Iridescent White-faced Ibis were everywhere and by far the most abundant species around.

Elegant long-legged American Avocets foraged graciously through the shallow waters.

Hyperactive black-necked Stilts danced their way through the tall aquatic weeds.

Wilson's Phalaropes were not as abundant as usual, but there was no difficulty in finding a few good photo targets.

As usual the occasional Long-billed Curlew was busily foraging in the dry fields.

Although the curlew was moving towards the road, it changed directions when I stopped. Typically, it maintained a distance just out of full-framed shooting range.

There goes another ibis. I told you they were abundant.

The common gull in the area is usually the Franklin's. Sorry the red bill is blocked out so you'll just have to trust me. The full black hood is characteristic of the Franklin's. The occasional Franklin's makes it to Vancouver Island, but not very often.

Eureka! Notice the half hood??? Rats, I thought I had a new bird but Russell Cannings just burst my bubble of euphoria. Apparently it's just a half-hooded Franklin's.

The Malheur visitor's centre is always an interesting place to check out. The grove tall deciduous trees is a migrant trap for songbirds. Many of the trees are huge and any unusual migrants are generally out of photo range. However, even if there were no birds for me, there's always the ground squirrels.

After giving up on tree-top migrants, I focussed my attention on the feeder birds. One sure thing was the Yellow-headed Blackbird. We had seen many on the trip without too many photo ops. The best situation was at the feeders where a few were visiting regularly.

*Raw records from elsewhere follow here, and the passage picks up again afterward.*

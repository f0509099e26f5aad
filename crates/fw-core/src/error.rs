//! Error types for Faderworks

use thiserror::Error;

use crate::ChannelId;

/// Core error type
#[derive(Error, Debug)]
pub enum FwError {
    #[error("channel not found: {0:?}")]
    ChannelNotFound(ChannelId),

    #[error("cannot route channel {0:?} to itself")]
    SelfReference(ChannelId),

    #[error("route {from:?} -> {to:?} already exists")]
    DuplicateRoute { from: ChannelId, to: ChannelId },

    #[error("command queue full")]
    QueueFull,

    #[error("IO error: {0}")]
    Io(#[from] std::io::Error),

    #[error("serialization error: {0}")]
    Serialization(String),

    #[error("state error: {0}")]
    State(String),
}

/// Result type alias
pub type FwResult<T> = Result<T, FwError>;
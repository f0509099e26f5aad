//! Session signals and the lock-free mirror
//!
//! Signals are edge-triggered: one notification per externally visible
//! transition, produced at the mutation slot and drained to subscribers
//! off the render thread. The mirror is a handful of atomics any thread
//! may read without touching render-thread-owned state.

use std::sync::atomic::{AtomicBool, AtomicU32, Ordering};

use fw_core::ChannelId;

/// Notification emitted by the session
#[derive(Debug, Clone, PartialEq, Eq)]
pub enum SessionSignal {
    /// Channel's externally observable solo status changed
    SoloChanged(ChannelId),
    /// Channel's observable muted value changed
    MuteChanged(ChannelId),
    /// Channel's overall solo-isolated value changed
    IsolateChanged(ChannelId),
    /// Channel's solo-safe flag changed
    SafeChanged(ChannelId),
    /// Something is now soloed / nothing is soloed anymore.
    /// Doubles as the "cancel-all-solo available" affordance.
    SoloActive(bool),
    /// A hard routing cycle appeared; the processing order is
    /// best-effort until the operator breaks the cycle
    FeedbackDetected,
    /// A full cycle-free sort succeeded after a degraded period
    GraphSorted,
    /// Response to a CreateChannel command
    ChannelCreated { callback_id: u32, id: ChannelId },
    ChannelRemoved(ChannelId),
    /// A queued command could not be applied
    CommandFailed { message: String },
}

/// Lock-free session state mirror (readable from any thread)
#[derive(Debug, Default)]
pub struct SessionMirror {
    solo_active: AtomicBool,
    graph_degraded: AtomicBool,
    channel_count: AtomicU32,
}

impl SessionMirror {
    pub fn solo_active(&self) -> bool {
        self.solo_active.load(Ordering::Acquire)
    }

    pub fn graph_degraded(&self) -> bool {
        self.graph_degraded.load(Ordering::Acquire)
    }

    pub fn channel_count(&self) -> u32 {
        self.channel_count.load(Ordering::Acquire)
    }

    pub(crate) fn set_solo_active(&self, yn: bool) {
        self.solo_active.store(yn, Ordering::Release);
    }

    pub(crate) fn set_graph_degraded(&self, yn: bool) {
        self.graph_degraded.store(yn, Ordering::Release);
    }

    pub(crate) fn set_channel_count(&self, n: u32) {
        self.channel_count.store(n, Ordering::Release);
    }
}
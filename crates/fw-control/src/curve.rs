//! Control curves for automation playback
//!
//! A sorted point list evaluated against the transport position. The
//! render thread evaluates once per process block, so `rt_safe_eval` is
//! a binary search over a slice: no allocation, no lock, no recursion.
//! Edits happen off the render thread and reach it through the session
//! command queue.

use serde::{Deserialize, Serialize};

/// Interpolation to the next point
#[derive(Debug, Clone, Copy, PartialEq, Eq, Default, Serialize, Deserialize)]
pub enum CurveInterp {
    /// Hold until the next point (switch-like controls, e.g. mute)
    #[default]
    Step,
    /// Linear interpolation
    Linear,
}

/// Single automation point
#[derive(Debug, Clone, Copy, PartialEq, Serialize, Deserialize)]
pub struct CurvePoint {
    /// Time in samples from session start
    pub time_samples: u64,
    /// Normalized value (0.0 - 1.0)
    pub value: f64,
}

impl CurvePoint {
    pub fn new(time_samples: u64, value: f64) -> Self {
        Self {
            time_samples,
            value: value.clamp(0.0, 1.0),
        }
    }
}

/// Automation curve: sorted points plus interpolation mode.
#[derive(Debug, Clone, Default, Serialize, Deserialize)]
pub struct ControlCurve {
    points: Vec<CurvePoint>,
    interp: CurveInterp,
    /// Value reported before the first point (and for an empty curve)
    default_value: f64,
}

impl ControlCurve {
    pub fn new(interp: CurveInterp, default_value: f64) -> Self {
        Self {
            points: Vec::new(),
            interp,
            default_value: default_value.clamp(0.0, 1.0),
        }
    }

    pub fn is_empty(&self) -> bool {
        self.points.is_empty()
    }

    pub fn len(&self) -> usize {
        self.points.len()
    }

    pub fn points(&self) -> &[CurvePoint] {
        &self.points
    }

    /// Insert a point, keeping the list sorted. A point at an existing
    /// time replaces the old value.
    pub fn add_point(&mut self, time_samples: u64, value: f64) {
        let point = CurvePoint::new(time_samples, value);
        match self.points.binary_search_by_key(&time_samples, |p| p.time_samples) {
            Ok(idx) => self.points[idx] = point,
            Err(idx) => self.points.insert(idx, point),
        }
    }

    /// Remove the point at an exact time. Returns true if one existed.
    pub fn remove_point(&mut self, time_samples: u64) -> bool {
        match self.points.binary_search_by_key(&time_samples, |p| p.time_samples) {
            Ok(idx) => {
                self.points.remove(idx);
                true
            }
            Err(_) => false,
        }
    }

    pub fn clear(&mut self) {
        self.points.clear();
    }

    /// Evaluate at a transport position.
    ///
    /// # Audio Thread Safety
    /// - No allocation, no lock: binary search over the point slice
    /// - O(log n)
    #[inline]
    pub fn rt_safe_eval(&self, pos: u64) -> f64 {
        if self.points.is_empty() {
            return self.default_value;
        }
        let idx = match self.points.binary_search_by_key(&pos, |p| p.time_samples) {
            Ok(idx) => return self.points[idx].value,
            Err(idx) => idx,
        };
        if idx == 0 {
            return self.default_value;
        }
        let prev = &self.points[idx - 1];
        match self.interp {
            CurveInterp::Step => prev.value,
            CurveInterp::Linear => {
                if idx == self.points.len() {
                    return prev.value;
                }
                let next = &self.points[idx];
                let span = (next.time_samples - prev.time_samples) as f64;
                if span <= 0.0 {
                    return next.value;
                }
                let t = (pos - prev.time_samples) as f64 / span;
                prev.value + (next.value - prev.value) * t
            }
        }
    }
}

// ═══════════════════════════════════════════════════════════════════════════
// TESTS
// ═══════════════════════════════════════════════════════════════════════════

The Bullock's Oriole was also addicted to the feeder, but its preference was the half orange in the fruit feeder.

Finally, an non-feeder migrant showed up. I think it was a female Lesser Goldfinch.

We're on a roll. The Yellow Warbler wasn't interested in the feeders either. It was just happy to forage for insects.

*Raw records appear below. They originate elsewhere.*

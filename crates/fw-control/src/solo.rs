//! Per-channel solo state
//!
//! Tracks three independent inputs to "is this channel soloed":
//! - the explicit self-solo flag (user pressed the button)
//! - engaged solo masters (a soloed VCA the channel is slaved to)
//! - by-others counters maintained by graph propagation
//!
//! Every mutation recomputes a ternary transition marker comparing the
//! overall soloed value before and after. The session uses the marker to
//! keep its session-wide solo bookkeeping incremental and to decide when
//! an upstream push is due; pushes happen only on boundary transitions,
//! so repeated identical calls never double-push.

use fw_core::MasterHandle;

use crate::master_link::{EngagedEdge, LinkTransition, MasterSlaveLink};
use crate::mod_counter;

/// Overall-soloed boundary crossing of a single mutation.
#[derive(Debug, Clone, Copy, PartialEq, Eq, Default)]
pub enum SoloTransition {
    #[default]
    None,
    IntoSolo,
    OutOfSolo,
}

impl SoloTransition {
    fn from_edge(before: bool, after: bool) -> Self {
        match (before, after) {
            (false, true) => SoloTransition::IntoSolo,
            (true, false) => SoloTransition::OutOfSolo,
            _ => SoloTransition::None,
        }
    }
}

/// Per-channel solo state machine
#[derive(Debug, Default)]
pub struct SoloState {
    self_solo: bool,
    by_upstream: u32,
    by_downstream: u32,
    transition: SoloTransition,
    edge: EngagedEdge,
    link: MasterSlaveLink,
}

impl SoloState {
    pub fn new() -> Self {
        Self::default()
    }

    /// Explicit flag alone, without masters.
    pub fn explicit_solo(&self) -> bool {
        self.self_solo
    }

    /// Soloed by this channel's own controls: the explicit flag or an
    /// engaged solo master. This is the value upstream pushes key off.
    pub fn self_soloed(&self) -> bool {
        self.self_solo || self.link.engaged_count() > 0
    }

    /// Soloed because of other channels' solo state, via propagation.
    pub fn soloed_by_others(&self) -> bool {
        self.by_upstream > 0 || self.by_downstream > 0
    }

    /// Overall soloed value.
    pub fn soloed(&self) -> bool {
        self.self_soloed() || self.soloed_by_others()
    }

    pub fn by_others_upstream(&self) -> u32 {
        self.by_upstream
    }

    pub fn by_others_downstream(&self) -> u32 {
        self.by_downstream
    }

    /// Boundary marker of the most recent mutation.
    pub fn transition(&self) -> SoloTransition {
        self.transition
    }

    /// Set the explicit solo flag. Returns true when the call changed
    /// externally observable solo status (flag or overall value); a
    /// repeated identical call changes nothing and marks no transition.
    pub fn set_self_solo(&mut self, yn: bool) -> bool {
        if self.self_solo == yn {
            self.transition = SoloTransition::None;
            return false;
        }
        let before = self.soloed();
        self.self_solo = yn;
        self.transition = SoloTransition::from_edge(before, self.soloed());
        true
    }

    /// Adjust the soloed-by-others count pushed from channels this one
    /// feeds. Negative deltas clamp at zero. Returns true only when the
    /// overall soloed value crossed its boundary.
    pub fn mod_by_others_upstream(&mut self, delta: i32) -> bool {
        let before = self.soloed();
        self.by_upstream = mod_counter(self.by_upstream, delta, "solo by-others-upstream");
        self.transition = SoloTransition::from_edge(before, self.soloed());
        self.transition != SoloTransition::None
    }

    /// Adjust the soloed-by-others count replayed from graph changes on
    /// the feeding side. Negative deltas clamp at zero.
    pub fn mod_by_others_downstream(&mut self, delta: i32) -> bool {
        let before = self.soloed();
        self.by_downstream = mod_counter(self.by_downstream, delta, "solo by-others-downstream");
        self.transition = SoloTransition::from_edge(before, self.soloed());
        self.transition != SoloTransition::None
    }

    /// Clear the explicit flag and both counters (session-wide cancel).
    /// Returns true when the channel was observably soloed before.
    pub fn clear_all_solo_state(&mut self) -> bool {
        let before = self.soloed();
        self.self_solo = false;
        self.by_upstream = 0;
        self.by_downstream = 0;
        self.transition = SoloTransition::from_edge(before, self.soloed());
        before != self.soloed()
    }

    // ═══════════════════════════════════════════════════════════════════
    // MASTER LINKAGE
    // ═══════════════════════════════════════════════════════════════════

    pub fn masters(&self) -> impl Iterator<Item = MasterHandle> + '_ {
        self.link.masters()
    }

    pub fn has_master(&self, handle: MasterHandle) -> bool {
        self.link.contains(handle)
    }

    pub fn master_count(&self) -> usize {
        self.link.len()
    }

    /// Attach a solo master with its current engagement.
    /// Returns true on an externally observable change.
    pub fn add_master(&mut self, handle: MasterHandle, engaged_now: bool) -> bool {
        let before = self.soloed();
        if !self.link.add_master(handle, engaged_now, &mut self.edge) {
            self.transition = SoloTransition::None;
            return false;
        }
        self.edge.take();
        self.transition = SoloTransition::from_edge(before, self.soloed());
        self.transition != SoloTransition::None
    }

    /// Detach a master (all when `None`). The observable value must not
    /// change from losing a master alone: when the link disengages while
    /// the aggregate was carrying the solo, the value is folded into the
    /// explicit flag and re-asserted.
    pub fn remove_master(&mut self, handle: Option<MasterHandle>) -> usize {
        let was_self = self.self_soloed();
        let n = self.link.remove_master(handle, &mut self.edge);
        if self.edge.take() == LinkTransition::Disengaged && was_self && !self.self_soloed() {
            self.self_solo = true;
        }
        self.transition = SoloTransition::None;
        n
    }

    /// A solo master's value changed. Returns true on an externally
    /// observable change of this channel's solo status.
    pub fn master_changed(&mut self, handle: MasterHandle, engaged_now: bool) -> bool {
        let before = self.soloed();
        self.link.master_changed(handle, engaged_now);
        self.transition = SoloTransition::from_edge(before, self.soloed());
        self.transition != SoloTransition::None
    }

    /// Drop master handles whose channel no longer resolves.
    pub fn prune_masters<F: Fn(MasterHandle) -> bool>(&mut self, alive: F) -> usize {
        self.link.prune(alive)
    }
}

// ═══════════════════════════════════════════════════════════════════════════
// TESTS
// ═══════════════════════════════════════════════════════════════════════════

Predictably (sometimes) the warbler was working its way towards me. I stayed motionless until it was in optimum range. It was worth the wait to see it up close.

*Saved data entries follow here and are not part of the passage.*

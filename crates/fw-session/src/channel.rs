//! Session channel: control strip state for one mixing channel
//!
//! Owns the per-channel control family. Audio buffers, DSP, and clip
//! playback live elsewhere; this is only the "is it audible, and why"
//! side of a channel.

use fw_core::{ChannelId, ChannelKind};
use fw_control::{
    MutePoint, MutePointMask, MuteState, SoloIsolateState, SoloSafeState, SoloState, UNITY_GAIN,
};

/// One mixing channel's control state
#[derive(Debug)]
pub struct Channel {
    /// Unique identifier (stable for the channel's lifetime)
    pub id: ChannelId,
    /// Channel type
    pub kind: ChannelKind,
    /// Display name
    pub name: String,

    pub solo: SoloState,
    pub mute: MuteState,
    pub isolate: SoloIsolateState,
    pub safe: SoloSafeState,

    /// Per-mute-point gains resolved at the cycle's mutation slot. The
    /// render path reads these; it never recomputes them.
    resolved_gain: [f64; 4],
}

impl Channel {
    pub fn new(id: ChannelId, kind: ChannelKind, name: &str, mute_points: MutePointMask) -> Self {
        Self {
            id,
            kind,
            name: name.to_string(),
            solo: SoloState::new(),
            mute: MuteState::new(mute_points),
            isolate: SoloIsolateState::new(),
            safe: SoloSafeState::new(),
            resolved_gain: [UNITY_GAIN; 4],
        }
    }

    /// Already-resolved gain at a signal-path stage (lock-free read).
    #[inline]
    pub fn gain_at(&self, point: MutePoint) -> f64 {
        self.resolved_gain[point as usize]
    }

    /// Audible on the main output right now.
    #[inline]
    pub fn audible(&self) -> bool {
        self.gain_at(MutePoint::Main) > 0.0
    }

    pub(crate) fn set_resolved_gain(&mut self, point: MutePoint, gain: f64) {
        self.resolved_gain[point as usize] = gain;
    }
}
#[cfg(test)]
mod tests {
    use super::*;
    use std::cell::{Cell, RefCell};
    use std::rc::Rc;

    fn at_degrees(center: Point, degrees: f64, radius: f64) -> Point {
        center.polar(degrees.to_radians(), radius)
    }

    fn options(names: &[&str]) -> Vec<MenuOption> {
        names.iter().map(|n| MenuOption::new(*n)).collect()
    }

    fn menu() -> RadialMenu {
        RadialMenu::new(Radii::new(150.0, 340.0).unwrap())
    }

    #[test]
    fn test_initial_state_is_closed() {
        let mut menu = menu();
        assert_eq!(menu.phase(), Phase::Closed);
        assert_eq!(menu.update_hover(Point::new(200.0, 0.0)), HoverChange::Ignored);
        assert_eq!(menu.click(Point::new(200.0, 0.0)), ClickOutcome::Ignored);
        assert_eq!(menu.escape(EscapeMode::Dismiss), EscapeOutcome::Ignored);
        assert!(!menu.close());
    }

    #[test]
    fn test_use_inspect_drop_click_at_200_degrees() {
        let center = Point::new(960.0, 540.0);
        let selected = Rc::new(RefCell::new(Vec::new()));
        let inspected = Rc::new(Cell::new(false));

        let mut opts = options(&["Use", "Inspect", "Drop"]);
        let flag = inspected.clone();
        opts[1] = MenuOption::new("Inspect").on_select(move || flag.set(true));

        let log = selected.clone();
        let mut menu = menu();
        menu.open(
            center,
            opts,
            Subscribers::new().on_selected(move |i| log.borrow_mut().push(i)),
        );
        assert_eq!(menu.slices().len(), 3);

        let outcome = menu.click(at_degrees(center, 200.0, 250.0));
        assert_eq!(outcome, ClickOutcome::Selected(1));
        assert!(inspected.get());
        assert_eq!(*selected.borrow(), vec![1]);
        assert_eq!(menu.phase(), Phase::Closed);
    }

    #[test]
    fn test_zero_options_click_dismisses() {
        let dismissed = Rc::new(Cell::new(0));
        let counter = dismissed.clone();
        let mut menu = menu();
        menu.open(
            Point::default(),
            Vec::new(),
            Subscribers::new().on_dismissed(move || counter.set(counter.get() + 1)),
        );
        assert!(menu.is_open());
        assert!(menu.slices().is_empty());
        assert_eq!(menu.update_hover(Point::new(200.0, 0.0)), HoverChange::Unchanged);
        assert_eq!(menu.click(Point::new(200.0, 0.0)), ClickOutcome::Dismissed);
        assert_eq!(dismissed.get(), 1);
        assert!(!menu.is_open());
    }

    #[test]
    fn test_escape_does_not_select() {
        let fired = Rc::new(Cell::new(0));
        let (s, d) = (fired.clone(), fired.clone());
        let names: Vec<String> = (0..10).map(|i| format!("Option {i}")).collect();
        let opts = names.iter().map(MenuOption::new).collect();

        let mut menu = menu();
        menu.open(
            Point::default(),
            opts,
            Subscribers::new()
                .on_selected(move |_| s.set(s.get() + 1))
                .on_dismissed(move || d.set(d.get() + 10)),
        );
        menu.update_hover(Point::new(200.0, 1.0));
        assert_eq!(menu.escape(EscapeMode::Cancel), EscapeOutcome::Cancelled);
        assert_eq!(menu.phase(), Phase::Closed);
        assert_eq!(menu.hover_index(), None);
        assert_eq!(fired.get(), 0);
    }

    #[test]
    fn test_escape_dismiss_mode_fires_dismissed() {
        let dismissed = Rc::new(Cell::new(false));
        let flag = dismissed.clone();
        let mut menu = menu();
        menu.open(
            Point::default(),
            options(&["A", "B"]),
            Subscribers::new().on_dismissed(move || flag.set(true)),
        );
        assert_eq!(menu.escape(EscapeMode::Dismiss), EscapeOutcome::Dismissed);
        assert!(dismissed.get());
    }

    #[test]
    fn test_hover_update_is_idempotent() {
        let mut menu = menu();
        menu.open(Point::default(), options(&["Use", "Inspect", "Drop"]), Subscribers::new());
        let point = at_degrees(Point::default(), 60.0, 200.0);

        let before = menu.revision();
        assert_eq!(
            menu.update_hover(point),
            HoverChange::Changed { previous: None, current: Some(0) }
        );
        assert_eq!(menu.revision(), before + 1);
        assert_eq!(menu.update_hover(point), HoverChange::Unchanged);
        assert_eq!(menu.revision(), before + 1);
    }

    #[test]
    fn test_hover_moves_highlight_and_label() {
        let mut menu = menu();
        let opts = vec![
            MenuOption::new("Use").with_description("Consume the selected item immediately."),
            MenuOption::new("Inspect"),
        ];
        menu.open(Point::default(), opts, Subscribers::new());

        menu.update_hover(Point::new(200.0, 10.0));
        assert!(menu.slices()[0].hovered);
        let label = menu.center_label();
        assert!(label.visible);
        assert_eq!(label.title, "USE");
        assert!(label.separator_visible);

        let change = menu.update_hover(Point::new(-200.0, -10.0));
        assert_eq!(change, HoverChange::Changed { previous: Some(0), current: Some(1) });
        assert!(!menu.slices()[0].hovered);
        assert!(menu.slices()[1].hovered);
        assert_eq!(menu.center_label().title, "INSPECT");
        assert_eq!(menu.hovered_option().map(|o| o.name.as_str()), Some("Inspect"));
        assert_eq!(menu.center_label().description, None);
        assert!(!menu.center_label().separator_visible);

        // into the dead zone
        menu.update_hover(Point::new(10.0, 10.0));
        assert_eq!(menu.hover_index(), None);
        assert!(menu.hovered_option().is_none());
        assert!(menu.slices().iter().all(|s| !s.hovered));
        assert_eq!(*menu.center_label(), CenterLabel::default());
    }

    #[test]
    fn test_repeated_open_does_not_accumulate_subscribers() {
        let fired = Rc::new(Cell::new(0));
        let mut menu = menu();
        for _ in 0..2 {
            let counter = fired.clone();
            menu.open(
                Point::default(),
                options(&["Use", "Inspect", "Drop"]),
                Subscribers::new().on_selected(move |_| counter.set(counter.get() + 1)),
            );
        }
        menu.click(Point::new(200.0, 10.0));
        assert_eq!(fired.get(), 1);
    }

    #[test]
    fn test_reopen_resets_hover() {
        let mut menu = menu();
        menu.open(Point::default(), options(&["A", "B", "C", "D"]), Subscribers::new());
        menu.update_hover(Point::new(-10.0, 200.0));
        assert_eq!(menu.hover_index(), Some(1));

        menu.open(Point::default(), options(&["A"]), Subscribers::new());
        assert_eq!(menu.hover_index(), None);
        assert!(menu.slices().iter().all(|s| !s.hovered));
    }

    #[test]
    fn test_reconfigure_keeps_hover() {
        let mut menu = menu();
        menu.open(Point::default(), options(&["A", "B"]), Subscribers::new());
        menu.update_hover(Point::new(-200.0, -10.0));
        menu.reconfigure(Radii::new(50.0, 100.0).unwrap());

        assert_eq!(menu.hover_index(), Some(1));
        assert!(menu.slices()[1].hovered);
        assert_eq!(menu.slices()[1].radii.outer(), 100.0);
        assert_eq!(menu.layout().hit_test(Point::new(-200.0, -10.0)), None);
    }

    #[test]
    fn test_close_is_idempotent_and_drops_session() {
        let mut menu = menu();
        menu.open(Point::default(), options(&["A", "B"]), Subscribers::new());
        assert!(menu.close());
        assert!(!menu.close());
        assert!(menu.options().is_empty());
        assert!(menu.layout().is_empty());
        assert_eq!(menu.update_hover(Point::new(200.0, 0.0)), HoverChange::Ignored);
    }

    #[test]
    fn test_escape_mode_deserialization() {
        let cases = vec![
            ("\"cancel\"", EscapeMode::Cancel),
            ("\"Cancel\"", EscapeMode::Cancel),
            ("\"DISMISS\"", EscapeMode::Dismiss),
        ];

        for (json, expected) in cases {
            let deserialized: EscapeMode = serde_json::from_str(json).unwrap();
            assert_eq!(deserialized, expected);
        }
        assert!(serde_json::from_str::<EscapeMode>("\"explode\"").is_err());
    }
}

One of the tips we got at the visitor's centre was the Horned Owl nest under the bridge over the neck of Malheur Lake. It was interesting to see the nest on the girders under the bridge, but it was too dark for a photo. Meanwhile, a few Clark's and Western Grebes were in the water close by. The Clark's grebes were quite cooperative for photos, but the Westerns were a little more evasive and missed out on the press coverage.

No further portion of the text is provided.